Pure Danger Tech


Printing your Java source stats

17 Nov 2007

Eric Burke posed a challenge for next week to post the longest human-coded method.

I mentioned in his comments that you can use JavaNCSS for this. Just in case that wasn’t quite enough detail, here’s a brief sketch of how to do so. You’ll need to make some tweaks for your environment but I think you’ll get the idea.

Install JavaNCSS

  1. Go to the link above, download JavaNCSS and expand it
  2. export JAVA_HOME=…
  3. export JAVANCSS_HOME=…
  4. export PATH=$PATH:$JAVANCSS_HOME/bin

Install Xalan

This is just to run some XSLT stylesheets on the output XML file.

  1. Download Xalan from Apache and expand it somewhere
  2. export XALAN_HOME=…
  3. export CLASSPATH=$XALAN_HOME/xalan.jar:\

Run JavaNCSS on your source tree

  1. cd …root of all source files…
  2. javancss -all -xml -out $JAVANCSS_HOME/ncss.xml -recursive *

Transform the output

  2. java org.apache.xalan.xslt.Process -in ncss.xml -xsl xslt/wfncss.xsl -out ncss.html

You will now have an ncss.html file generated from your output that you can use to look for huge methods (and other interesting bad stuff).


If you want to be more precise about including many source trees, more work is involved. I wrote an Ant task to make this easier (the referenced one didn’t work for me on modern Ant versions) but I don’t have the code anymore. Ant does such a nice job making it easy to collect source flexibly! I’ll leave this as an exercise for the reader….
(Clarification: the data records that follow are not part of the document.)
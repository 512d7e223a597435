use std::fmt;

/// Broad classification of a [`SessionError`].
#[derive(Clone, Copy, Debug, PartialEq, Eq, Hash)]
pub enum ErrorCode {
    /// The backing store could not be reached or failed mid-operation.
    Unavailable,
    /// Caller supplied configuration or arguments that cannot be used.
    InvalidInput,
    /// Serialization or other internal failures.
    Internal,
}

impl fmt::Display for ErrorCode {
    fn fmt(&self, f: &mut fmt::Formatter<'_>) -> fmt::Result {
        let label = match self {
            ErrorCode::Unavailable => "unavailable",
            ErrorCode::InvalidInput => "invalid_input",
            ErrorCode::Internal => "internal",
        };
        f.write_str(label)
    }
}

/// Error returned by stores, the manager, and configuration validation.
#[derive(Clone, Debug, PartialEq, Eq, thiserror::Error)]
#[error("{code}: {message}")]
pub struct SessionError {
    pub code: ErrorCode,
    pub message: String,
}

impl SessionError {
    pub fn new(code: ErrorCode, message: impl Into<String>) -> Self {
        Self {
            code,
            message: message.into(),
        }
    }
}

pub type SessionResult<T> = Result<T, SessionError>;

pub fn unavailable(message: impl Into<String>) -> SessionError {
    SessionError::new(ErrorCode::Unavailable, message)
}

pub fn invalid_argument(message: impl Into<String>) -> SessionError {
    SessionError::new(ErrorCode::InvalidInput, message)
}

pub fn internal(message: impl Into<String>) -> SessionError {
    SessionError::new(ErrorCode::Internal, message)
}

pub(crate) fn serde_error(err: serde_json::Error) -> SessionError {
    internal(err.to_string())
}

#[cfg(feature = "redis")]
pub(crate) fn redis_error(err: redis::RedisError) -> SessionError {
    unavailable(err.to_string())
}
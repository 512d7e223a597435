use crate::id::SessionId;
use dashmap::DashMap;
use parking_lot::Mutex;
use std::sync::Arc;

/// Per-id mutual exclusion for the save, delete, and load critical sections.
///
/// Distinct ids never contend. A lock entry lives only while some caller holds or waits on it.
#[derive(Debug, Default)]
pub(crate) struct KeyLocks {
    locks: DashMap<SessionId, Arc<Mutex<()>>>,
}

impl KeyLocks {
    pub(crate) fn new() -> Self {
        Self::default()
    }

    /// Runs `f` while holding the lock for `id`.
    pub(crate) fn with_lock<R>(&self, id: &SessionId, f: impl FnOnce() -> R) -> R {
        let lock = self
            .locks
            .entry(id.clone())
            .or_insert_with(|| Arc::new(Mutex::new(())))
            .value()
            .clone();
        let result = {
            let _guard = lock.lock();
            f()
        };
        drop(lock);
        // Clones are only handed out under the shard lock, so a count of one means nobody else
        // holds or waits on this entry.
        self.locks
            .remove_if(id, |_, lock| Arc::strong_count(lock) == 1);
        result
    }

    #[cfg(test)]
    fn len(&self) -> usize {
        self.locks.len()
    }
}
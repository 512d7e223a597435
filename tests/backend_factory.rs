use serde_json::{json, Map};
use websession::{create_session_store, SessionBackendConfig, SessionId};

#[test]
fn factory_returns_inmemory_store() {
    let store = create_session_store(SessionBackendConfig::InMemory)
        .expect("factory should build in-memory store");
    let id = SessionId::new("factory");
    store.create(&id).expect("create succeeds");

    let mut data = Map::new();
    data.insert("user".into(), json!("oz"));
    let stamped = store.update(&id, &data).expect("update succeeds");

    let fetched = store.get(&id).expect("get succeeds").expect("present");
    assert_eq!(fetched.data, data);
    assert_eq!(fetched.updated_at, Some(stamped));

    let listed: Vec<_> = store
        .list()
        .expect("list")
        .collect::<Result<_, _>>()
        .expect("entries");
    assert_eq!(listed.len(), 1);
    assert_eq!(listed[0].id, id);

    store.delete(&id).expect("delete");
    store.delete(&id).expect("delete again");
    assert!(store.get(&id).expect("get").is_none());
}
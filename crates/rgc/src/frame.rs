//! Frame Module - Stack-Walk Contract
//!
//! The collector never inspects interpreter stacks directly; the host
//! implements [`StackFrame`] and [`RootProvider`] and the collector
//! walks them during the rooting phase.
//!
//! Every inspection method takes two callbacks: `refs` receives
//! addresses of managed objects held directly, `byrefs` receives
//! addresses that may point *into* an object (a field, an array
//! element, a slice of a string). The collector resolves the latter to
//! their owning object by scanning the live list, so providers do not
//! need to know object boundaries.
//!
//! Reporting the null address (0) through either callback is allowed
//! and ignored.

/// One frame of the host's execution stack
///
/// A frame reports the managed references it holds, split by where
/// they live. Frames with nothing to report (intrinsic trampolines,
/// native glue) can leave the default empty bodies.
pub trait StackFrame {
    /// Report references on the evaluation stack
    fn inspect_evaluation_stack(
        &self,
        refs: &mut dyn FnMut(usize),
        byrefs: &mut dyn FnMut(usize),
    ) {
        let _ = (refs, byrefs);
    }

    /// Report references in local variable slots
    fn inspect_locals(&self, refs: &mut dyn FnMut(usize), byrefs: &mut dyn FnMut(usize)) {
        let _ = (refs, byrefs);
    }

    /// Report references in argument slots
    fn inspect_arguments(&self, refs: &mut dyn FnMut(usize), byrefs: &mut dyn FnMut(usize)) {
        let _ = (refs, byrefs);
    }
}

/// A frame that holds no managed references
///
/// Used for intrinsic calls that execute entirely in native code.
#[derive(Debug, Default, Clone, Copy)]
pub struct IntrinsicFrame;

impl StackFrame for IntrinsicFrame {}

/// Source of all roots for one collection
///
/// Passed by the host into [`Collector::collect`] and every
/// allocation entry point so a threshold-triggered collection can
/// find the live graph.
///
/// [`Collector::collect`]: crate::gc::Collector::collect
pub trait RootProvider {
    /// Visit every frame of every execution stack, innermost first or
    /// outermost first; order does not matter to the collector
    fn walk_frames(&self, visit: &mut dyn FnMut(&dyn StackFrame));

    /// Report references held in static/global storage
    fn inspect_statics(&self, refs: &mut dyn FnMut(usize), byrefs: &mut dyn FnMut(usize)) {
        let _ = (refs, byrefs);
    }
}

/// Root provider with no roots at all
///
/// Everything on the heap is garbage under this provider. Useful for
/// startup, teardown, and tests.
#[derive(Debug, Default, Clone, Copy)]
pub struct NoRoots;

impl RootProvider for NoRoots {
    fn walk_frames(&self, _visit: &mut dyn FnMut(&dyn StackFrame)) {}
}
There are a bunch of XSLT reports in $JAVANCSS_HOME/xslt. You might find others more interesting. The one I chose just outputs violations of the default warning levels. It doesn’t sort the output as nicely as you’d wish, but should cut it down enough to scan it by eye. Or, you can modify it to sort as desired. Another exercise for the reader…

Hope that helped. You might learn some other interesting stuff here as well if you’ve never looked at your source stats!

PS. 707 was the longest human-coded method I found in our source.